En l’espèce, il est constant que les virements litigieux ont été autorisés et correctement exécutés.
Si la responsabilité de la banque ne peut donc être recherchée sur le fondement des articles L. 133-18 à L. 133-23 du code monétaire et financier, elle peut l’être en cas de manquement à son devoir de vigilance (Com., 12 juin 2025, n° 24-13.697).
En application de l’article 1231-1 du code civil, le débiteur est condamné, s’il y a lieu, au paiement de dommages et intérêts, soit à raison de l’inexécution de l’obligation, soit à raison du retard dans l’exécution, s’il ne justifie pas que l’exécution a été empêchée par la force majeure.

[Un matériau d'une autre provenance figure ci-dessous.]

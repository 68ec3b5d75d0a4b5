//! Token types for parsed path expressions.

/// One step of a path expression.
#[derive(Debug, Clone, PartialEq, Eq)]
pub enum PathToken {
    /// Named member (`.name`, `['name']` or `["name"]`)
    Property(String),
    /// Array index (`[0]`, `[-1]`); negative values count from the end
    Index(isize),
    /// Every element of an array (`[*]` or `.*`)
    Wildcard,
}

/// A parsed path expression: the implicit `$` root followed by its tokens.
#[derive(Debug, Clone, PartialEq, Eq)]
pub struct JsonPath {
    /// Tokens after the root, in order.
    pub tokens: Vec<PathToken>,
}

impl JsonPath {
    /// Creates a new path with the given tokens.
    pub fn new(tokens: Vec<PathToken>) -> Self {
        Self { tokens }
    }

    /// Returns true when the path is just `$`.
    pub fn is_root(&self) -> bool {
        self.tokens.is_empty()
    }
}
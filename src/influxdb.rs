use crate::config::InfluxConfig;
use crate::error::StorageError;
use crate::model::{ConsumptionSnapshot, DataPointBuilder, SnapshotSink};
use async_trait::async_trait;
use chrono::{DateTime, Local};
use futures::prelude::stream;
use influxdb2::models::DataPoint;

/// Writes snapshots to an InfluxDB2 bucket, one point per published metric.
pub struct InfluxSink {
    client: influxdb2::Client,
    bucket: String,
}

impl InfluxSink {
    pub(crate) fn new(config: InfluxConfig) -> Self {
        let client = influxdb2::Client::new(config.url, config.org, config.token);
        Self {
            client,
            bucket: config.bucket,
        }
    }

    pub async fn write(&self, points: Vec<DataPoint>) -> Result<(), StorageError> {
        Ok(self
            .client
            .write(self.bucket.as_str(), stream::iter(points))
            .await?)
    }
}

#[async_trait]
impl SnapshotSink for InfluxSink {
    async fn publish(
        &self,
        snapshot: &ConsumptionSnapshot,
        timestamp: DateTime<Local>,
    ) -> Result<(), StorageError> {
        let points = snapshot
            .to_metrics(timestamp)
            .iter()
            .map(|metric| metric.to_point())
            .collect::<Result<Vec<_>, _>>()?;

        if points.is_empty() {
            tracing::debug!("Snapshot has no values, nothing to write");
            return Ok(());
        }
        let count = points.len();
        self.write(points).await?;
        tracing::info!(points = count, bucket = %self.bucket, "Wrote snapshot to InfluxDB");
        Ok(())
    }
}

/// Used when no InfluxDB is configured.
pub struct LogSink;

#[async_trait]
impl SnapshotSink for LogSink {
    async fn publish(
        &self,
        snapshot: &ConsumptionSnapshot,
        timestamp: DateTime<Local>,
    ) -> Result<(), StorageError> {
        tracing::info!(
            at = %timestamp.format("%Y-%m-%dT%H:%M:%S%z"),
            snapshot = %snapshot,
            "Latest consumption"
        );
        Ok(())
    }
}
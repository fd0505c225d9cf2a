//! HTTP access to the provider through a caller-owned connection pool.
//!
//! The gateway only borrows a `reqwest::Client` handle. Everything it needs
//! per call (browser headers, bearer tokens, handshake cookies) travels on
//! the individual request, so other users of the same pool never see it.

use crate::error::TransportError;
use async_trait::async_trait;
use reqwest::header::{
    HeaderMap, HeaderName, HeaderValue, ACCEPT, ACCEPT_LANGUAGE, LOCATION, USER_AGENT,
};
use reqwest::{redirect, Client as HttpClient, Method, StatusCode, Url};
use serde::de::DeserializeOwned;
use std::time::Duration;

const BROWSER_USER_AGENT: &str =
    "Mozilla/5.0 (X11; Linux x86_64) AppleWebKit/537.36 (KHTML, like Gecko) Chrome/124.0 Safari/537.36";

/// Request body variants the provider accepts.
#[derive(Debug, Clone, PartialEq)]
pub enum RequestBody {
    Form(Vec<(String, String)>),
}

/// One outgoing request with all of its headers composed locally.
#[derive(Debug, Clone)]
pub struct HttpRequest {
    pub method: Method,
    pub url: Url,
    pub headers: HeaderMap,
    pub body: Option<RequestBody>,
}

impl HttpRequest {
    pub fn get(url: Url) -> Self {
        Self {
            method: Method::GET,
            url,
            headers: HeaderMap::new(),
            body: None,
        }
    }

    pub fn post_form(url: Url, pairs: &[(&str, &str)]) -> Self {
        Self {
            method: Method::POST,
            url,
            headers: HeaderMap::new(),
            body: Some(RequestBody::Form(
                pairs
                    .iter()
                    .map(|(k, v)| (k.to_string(), v.to_string()))
                    .collect(),
            )),
        }
    }

    /// Adds every header from `headers`, replacing same-named ones.
    pub fn with_headers(mut self, headers: HeaderMap) -> Self {
        self.headers.extend(headers);
        self
    }

    pub fn with_header(mut self, name: HeaderName, value: &str) -> Result<Self, TransportError> {
        let value = HeaderValue::from_str(value).map_err(|_| TransportError::InvalidHeader {
            name: name.to_string(),
        })?;
        self.headers.insert(name, value);
        Ok(self)
    }
}

/// A fully read response.
#[derive(Debug, Clone)]
pub struct HttpResponse {
    pub status: StatusCode,
    /// Final URL, which differs from the request URL if the pool followed redirects
    pub url: Url,
    pub headers: HeaderMap,
    /// Cookies set by this response, in header order
    pub cookies: Vec<(String, String)>,
    pub body: String,
}

impl HttpResponse {
    pub fn json<T: DeserializeOwned>(&self) -> Result<T, serde_json::Error> {
        serde_json::from_str(&self.body)
    }

    pub fn location(&self) -> Option<&str> {
        self.headers.get(LOCATION)?.to_str().ok()
    }

    pub fn cookie(&self, name: &str) -> Option<&str> {
        self.cookies
            .iter()
            .rev()
            .find(|(cookie_name, _)| cookie_name == name)
            .map(|(_, value)| value.as_str())
    }
}

/// Executes single requests. No retries, no redirects of its own.
///
/// This is the only capability provider code has on the shared pool:
/// it can send a request, it cannot change the pool's defaults.
#[async_trait]
pub trait HttpGateway: Send + Sync {
    async fn request(&self, request: HttpRequest) -> Result<HttpResponse, TransportError>;
}

/// Gateway over a shared `reqwest::Client`.
#[derive(Debug, Clone)]
pub struct ReqwestGateway {
    http_client: HttpClient,
}

impl ReqwestGateway {
    /// Wraps a handle to a pool owned by someone else.
    pub fn new(http_client: HttpClient) -> Self {
        Self { http_client }
    }

    /// Builds a pool suited to the login handshake: bounded per-call
    /// timeout, no automatic redirects, no cookie store.
    pub fn shared_client(timeout: Duration) -> Result<HttpClient, TransportError> {
        Ok(HttpClient::builder()
            .timeout(timeout)
            .redirect(redirect::Policy::none())
            .build()?)
    }
}

#[async_trait]
impl HttpGateway for ReqwestGateway {
    async fn request(&self, request: HttpRequest) -> Result<HttpResponse, TransportError> {
        let HttpRequest {
            method,
            url,
            headers,
            body,
        } = request;
        tracing::debug!(method = %method, url = %url.path(), "Sending request");

        let mut builder = self.http_client.request(method, url).headers(headers);
        builder = match body {
            Some(RequestBody::Form(pairs)) => builder.form(&pairs),
            None => builder,
        };

        let response = builder.send().await?;
        let status = response.status();
        let url = response.url().clone();
        let headers = response.headers().clone();
        let cookies = response
            .cookies()
            .map(|c| (c.name().to_string(), c.value().to_string()))
            .collect();
        let body = response.text().await?;

        tracing::debug!(status = status.as_u16(), url = %url.path(), "Received response");
        Ok(HttpResponse {
            status,
            url,
            headers,
            cookies,
            body,
        })
    }
}

/// Headers a desktop browser would send, composed fresh for each call.
pub fn browser_headers() -> HeaderMap {
    let mut headers = HeaderMap::new();
    headers.insert(USER_AGENT, HeaderValue::from_static(BROWSER_USER_AGENT));
    headers.insert(
        ACCEPT,
        HeaderValue::from_static("text/html,application/xhtml+xml,application/json;q=0.9,*/*;q=0.8"),
    );
    headers.insert(ACCEPT_LANGUAGE, HeaderValue::from_static("en-US,en;q=0.9"));
    headers
}
use crate::error::{Result, StorageError};
use async_trait::async_trait;
use chrono::{DateTime, Local};
use influxdb2::models::DataPoint;

use super::snapshot::ConsumptionSnapshot;

/// Trait for types that can be converted to InfluxDB data points.
///
/// Implementors must be thread-safe (Send + Sync) so snapshots can be
/// handed between tasks.
pub trait DataPointBuilder: Send + Sync {
    /// Converts the metric into an InfluxDB DataPoint.
    ///
    /// # Returns
    /// - `Ok(DataPoint)` if conversion succeeds
    /// - `Err` if the metric data cannot be converted to a valid DataPoint
    fn to_point(&self) -> Result<DataPoint, StorageError>;
}

/// Downstream consumer of refresh results.
///
/// The host loop hands every successful snapshot to one sink; a failed
/// publish is logged and never fails the refresh itself.
#[async_trait]
pub trait SnapshotSink: Send + Sync {
    async fn publish(
        &self,
        snapshot: &ConsumptionSnapshot,
        timestamp: DateTime<Local>,
    ) -> Result<(), StorageError>;
}
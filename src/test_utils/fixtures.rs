//! Canned provider responses and fixed test instants.

use crate::model::Category;

/// Identifiers shared by fixtures and assertions.
pub mod constants {
    pub const WATER_METER_ID: &str = "12709726";
    pub const OTHER_METER_ID: &str = "12709720";
    pub const ELECTRICITY_METER_ID: &str = "12709730";
    pub const HEATING_METER_ID: &str = "12709740";

    pub const TEST_TRANS_ID: &str = "StateProperties=eyJUSUQiOiJ0ZXN0In0";
    pub const TEST_CSRF: &str = "csrf-token-1";
}

/// Fixed instants for clock injection.
pub mod dates {
    use chrono::{DateTime, Local, TimeZone};

    /// 2026-01-15 12:00 local time.
    pub fn test_now() -> DateTime<Local> {
        Local.with_ymd_and_hms(2026, 1, 15, 12, 0, 0).unwrap()
    }
}

/// An authorize page shaped like the identity broker's, with the given
/// transaction id in its settings literal.
pub fn authorize_page(trans_id: &str) -> String {
    let trans_id = serde_json::to_string(trans_id).unwrap();
    format!(
        r#"<!DOCTYPE html>
<html>
<head>
  <title>Sign in</title>
  <script>window.dataLayer = window.dataLayer || [];</script>
  <script data-container="true" nonce="abc">
    var CONTENT = {{"button_signin":"Sign in","local_intro_username":"Sign in with your username {{0}}"}};
    var SETTINGS = {{"remoteResource":"https://online.brunata.com/b2c/signin.html","retryLimit":7,"trimSpacesInPassword":true,"api":"CombinedSigninAndSignup","csrf":"page-csrf","transId":{trans_id},"pageViewId":"8c1a","config":{{"operatingMode":"Username","enableRememberMe":"true"}},"hosts":{{"tenant":"/brunatab2cprod.onmicrosoft.com/B2C_1_signin_username","policy":"B2C_1_signin_username"}},"locale":{{"lang":"en"}},"xhrSettings":{{"retryOn":["error","timeout"]}}}};
  </script>
</head>
<body><div id="api"></div></body>
</html>"#
    )
}

/// A consumption response for one category with one meter.
///
/// | category    | meter    | 2026-01-01 | 2026-01-02 |
/// |-------------|----------|------------|------------|
/// | Water       | 12709726 | 0.0        | 1.0        |
/// | Electricity | 12709730 | 10.0       | 12.0       |
/// | Heating     | 12709740 | 3.0        | 3.5        |
/// | Other       | 12709720 | 0          | 7          |
pub fn consumption_payload(category: Category) -> String {
    let (meter_id, name, first, second, unit) = match category {
        Category::Water => (constants::WATER_METER_ID, "Cold water", "0.0", "1.0", "m3"),
        Category::Electricity => (constants::ELECTRICITY_METER_ID, "Main", "10.0", "12.0", "kWh"),
        Category::Heating => (constants::HEATING_METER_ID, "Radiator", "3.0", "3.5", "units"),
        Category::Other => (constants::OTHER_METER_ID, "Sub meter", "0", "7", "kWh"),
    };
    format!(
        r#"{{
  "{category}": {{
    "Meters": {{
      "Day": {{
        "{meter_id}": {{
          "Name": "{name}",
          "Values": {{ "2026-01-01": {first}, "2026-01-02": {second} }}
        }}
      }}
    }},
    "Units": [ {{ "allocationUnit": "{code}", "unit": "{unit}" }} ]
  }}
}}"#,
        code = category.allocation_unit(),
    )
}

/// A meter inventory with the water meter and the sub meter.
pub fn meters_payload() -> String {
    format!(
        r#"[
  {{ "meterId": {}, "meterNo": "W-1", "placement": "Kitchen", "allocationUnit": "W", "superAllocationUnit": 1 }},
  {{ "meterId": "{}", "meterNo": "O-1", "placement": "Hall", "allocationUnit": "O" }}
]"#,
        constants::WATER_METER_ID,
        constants::OTHER_METER_ID
    )
}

Sauf disposition légale contraire, la banque est tenue à une obligation de non-ingérence dans les affaires de son client, quelle que soit la qualité de celui-ci, et n’a pas à procéder à de quelconques investigations sur l’origine et l’importance des fonds versés sur ses comptes ni même à l’interroger sur l’existence de mouvements de grande ampleur, dès lors que ces opérations ont une apparence de régularité et qu’aucun indice de falsification ne peut être décelé (Com., 25 sept. 2019, no 18-15.965, 18-16.421). Ainsi, le prestataire de services de paiement, tenu d’un devoir de non-immixtion dans les affaires de son client, n’a pas, en principe, à s’ingérer, à effectuer des recherches ou à réclamer des justifications des demandes de paiement régulièrement faites aux fins de s’assurer que les opérations sollicitées ne sont pas périlleuses pour le client ou des tiers.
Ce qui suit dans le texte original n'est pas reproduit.